We are measuring the thermal conductivity of dynamically compressed materials to gain an accurate measurement of this property, which has direct relevance for the Earth’s mantle and core temperature, magnetic field, and interior evolution. It also plays a limiting role in supercooled solidification kinetics and morphology and is important for inertial-confinement fusion modeling efforts.
Thermal conductivity is one of the most important and yet most difficult to measure physical property of materials. Within the Earth’s interior, the thermal conductivity of iron and iron-rich alloys at core pressure and temperature conditions is a key parameter for heat-transport models and plays an important role in determining the temperature profile and energy balance of our planet. The standard model of how the Earth’s magnetic field (geodynamo) is powered is based upon an understanding of the thermal conductivity of iron and iron-rich alloys at Earth-core pressure and temperature conditions and the conductive heat flow across the core–mantle boundary. However, recent upward revisions of the thermal conductivity for the outer liquid core based on density function theory calculations and extrapolations of low-pressure electrical resistance measurements have called into doubt this standard model of heat flow within the Earth. This has raised many questions as to the source of kinetic energy needed to drive the geodynamo. We are measuring the thermal conductivity of dynamically compressed materials. An accurate measurement of this property has direct relevance for the Earth’s accretion and differentiation, mantle and core temperature, magnetic field, and interior evolution. We intend to measure the thermal conductivity of iron at Earth core conditions using the “plasma-piston” ramp-compression technique developed in recent years on Livermore’s Janus laser and the Laboratory for Laser Energetics OMEGA laser. Iron samples will be ramp compressed and held at pressures between 50 to 350 GPa. Simultaneously, the plasma-piston drive will launch a time-varying thermal wave through the compressed material. Using the OMEGA streaked optical pyrometer diagnostic, the transit time of the heat wave through multiple iron thicknesses will help constrain the thermal conductivity within the Earth’s core.
Thermal conductivity is of great importance to the geoscience community because it plays a key role in planetary models and has direct implications to our understanding of how the Earth’s magnetic field is powered. Experimentally, thermal conductivity of the Earth’s core remains poorly constrained because of the extreme difficulty in making thermal transport measurements under the relevant pressure and temperature conditions. Thermal conductivity is also relevant to Lawrence Livermore’s mission in that thermal transport plays a limiting role in supercooled solidification kinetics and morphology, and is a key property in inertial-confinement fusion modeling efforts. Thermal conductivity is a rate-limiting parameter for crystallization under rapid compression. We expect to measure the thermal conductivity of iron at Earth core conditions using plasma-piston ramp-compression techniques that have been developed in recent years on the Janus and OMEGA lasers. Ramp compression produces less dissipative heating, thus enabling higher compression and lower temperature than shock compression.
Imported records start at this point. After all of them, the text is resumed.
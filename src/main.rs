use std::fs;
use std::path::{Path, PathBuf};

use anyhow::{anyhow, bail, Context, Result};
use clap::Parser;
use log::{info, LevelFilter};
use serde::Serialize;
use simplelog::{ColorChoice, Config, TermLogger, TerminalMode};

use artifact_catalog::catalog::{ArtifactFilter, ArtifactId, Catalog};
use artifact_catalog::cli::{Args, AuthorOpts, Commands};
use artifact_catalog::config::{load_or_create_config, CatalogConfig};
use artifact_catalog::constants::DEFAULT_CONFIG_PATH;
use artifact_catalog::definition::{reader, writer, ArtifactDefinition};

fn main() -> Result<()> {
    let args = Args::parse();

    initialize_logging(args.verbose)?;

    let config_path = args.config.clone().or_else(|| {
        let default_path = PathBuf::from(DEFAULT_CONFIG_PATH);
        default_path.exists().then_some(default_path)
    });
    let config = load_or_create_config(config_path.as_deref())?;
    let database = args
        .database
        .clone()
        .unwrap_or_else(|| config.database_path.clone());

    let mut catalog = Catalog::open(&database)
        .context(format!("Failed to open catalog database {}", database.display()))?;

    run(&mut catalog, &config, &args.command)
}

/// Initialize logging with the specified verbosity level
fn initialize_logging(verbose: bool) -> Result<()> {
    let log_level = if verbose { LevelFilter::Debug } else { LevelFilter::Info };
    TermLogger::init(
        log_level,
        Config::default(),
        TerminalMode::Stderr,
        ColorChoice::Auto,
    )
    .context("Failed to initialize logger")?;
    Ok(())
}

fn run(catalog: &mut Catalog, config: &CatalogConfig, command: &Commands) -> Result<()> {
    match command {
        Commands::Init { seed_dir, admin_password } => {
            let seed_dir = seed_dir.as_ref().or(config.seed_directory.as_ref());
            let summary = catalog.initialize(admin_password, seed_dir.map(PathBuf::as_path))?;
            info!(
                "Catalog ready: {} labels, {} supported OS, {} source types",
                summary.vocabulary.labels,
                summary.vocabulary.supported_os,
                summary.vocabulary.sources
            );
            match summary.import {
                Some(report) => print_json(&report),
                None => Ok(()),
            }
        }
        Commands::AddUser { name, fullname, password } => {
            let fullname = fullname.as_deref().unwrap_or(name);
            print_json(&catalog.add_user(name, fullname, password)?)
        }
        Commands::Create { file, author, replace } => {
            let definition = read_single_definition(file)?;
            let artifact = catalog.upsert(&definition, author_name(author, config), *replace)?;
            print_json(&catalog.show(artifact.id)?)
        }
        Commands::Update { id, file, author } => {
            let definition = read_single_definition(file)?;
            let author = author_name(author, config);
            let artifact = catalog.update(ArtifactId(*id), &definition, author)?;
            print_json(&catalog.show(artifact.id)?)
        }
        Commands::Show { id } => print_json(&catalog.show(ArtifactId(*id))?),
        Commands::Delete { id } => {
            catalog.delete(ArtifactId(*id))?;
            Ok(())
        }
        Commands::List(opts) => print_json(&catalog.list(&ArtifactFilter::from(opts))?),
        Commands::Labels => print_json(&catalog.labels()?),
        Commands::SupportedOs => print_json(&catalog.supported_os()?),
        Commands::Sources => print_json(&catalog.sources()?),
        Commands::Authors => print_json(&catalog.authors()?),
        Commands::Import { paths, author, replace } => {
            let mut definitions = Vec::new();
            for path in paths {
                definitions.extend(read_definitions(path)?);
            }

            let report = catalog.import_all(&definitions, author_name(author, config), *replace)?;
            print_json(&report)?;
            report.into_outcome()?;
            Ok(())
        }
        Commands::Export { ids, output } => {
            let ids: Vec<ArtifactId> = ids.iter().copied().map(ArtifactId).collect();
            let yaml = writer::write_yaml(&catalog.export(&ids)?)?;
            match output {
                Some(path) => {
                    fs::write(path, yaml)
                        .context(format!("Failed to write export to {}", path.display()))?;
                    info!("Exported {} artifacts to {}", ids.len(), path.display());
                }
                None => print!("{}", yaml),
            }
            Ok(())
        }
    }
}

fn author_name<'a>(opts: &'a AuthorOpts, config: &'a CatalogConfig) -> &'a str {
    opts.author.as_deref().unwrap_or(&config.default_author)
}

fn read_definitions(path: &Path) -> Result<Vec<ArtifactDefinition>> {
    let definitions = if path.is_dir() {
        reader::read_yaml_directory(path)?
    } else {
        reader::read_yaml_file(path)?
    };
    Ok(definitions)
}

fn read_single_definition(path: &Path) -> Result<ArtifactDefinition> {
    let mut definitions = reader::read_yaml_file(path)?;
    match definitions.len() {
        1 => definitions.pop().ok_or_else(|| anyhow!("No definition in {}", path.display())),
        0 => bail!("No definition in {}", path.display()),
        n => bail!("Expected one definition in {}, found {}", path.display(), n),
    }
}

fn print_json<T: Serialize>(value: &T) -> Result<()> {
    let json = serde_json::to_string_pretty(value).context("Failed to serialize output")?;
    println!("{}", json);
    Ok(())
}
Ramp-compression equation-of-state and x-ray diffraction measurements on iron to terapascal pressures have confirmed a “cool” quasi-isentropic compression path in which the sample remains in the solid state at peak compression. In contrast to the tendency for the ramp compression waves to steepen with time (because of the pressure-dependent increase in sound speed), the propagating thermal wave is characterized by a rise time that increases and a peak temperature that decreases with time. In our experiments, the thermal emission at an iron and sapphire interface, integrated over a 350- to 900-nm spectral window, will be resolved as a function of time and one-dimensional space across the iron steps with the National Ignition Facility or OMEGA streaked optical pyrometer diagnostic. A preliminary analysis of our data will use two observables for determining thermal transit times from which we can then constrain the thermal conductivity. The data we obtain will directly inform Earth interior models.
Thermal conductivity plays a key role in the shell-capsule fuel mix within inertial-confinement fusion studies. The experimental and analysis techniques we are developing will open the possibility of making new types of heat transport measurements using high-powered lasers, and is relevant to the Laboratory’s core competency in high-energy-density science as well as the core competency of Earth and atmospheric science. Applications to inertial-confinement fusion also supports DOE’s goal for a more economically competitive, environmentally responsible, secure, and resilient U.S. energy infrastructure.
In FY17, we performed two laser shots at the OMEGA laser facility and (1) developed a method of fabricating micrometer-thick multi-stepped iron layers via sputter deposition techniques; (2) demonstrated combined ramp compression and heat-wave measurements in the iron samples at pressures greater than 200 GPa; (3) tested three different laser window materials of lithium fluoride, sapphire, and magnesium oxide to determine the effect of window materials on thermal transport measurements; and (4) began data analysis to extract the thermal conductivity.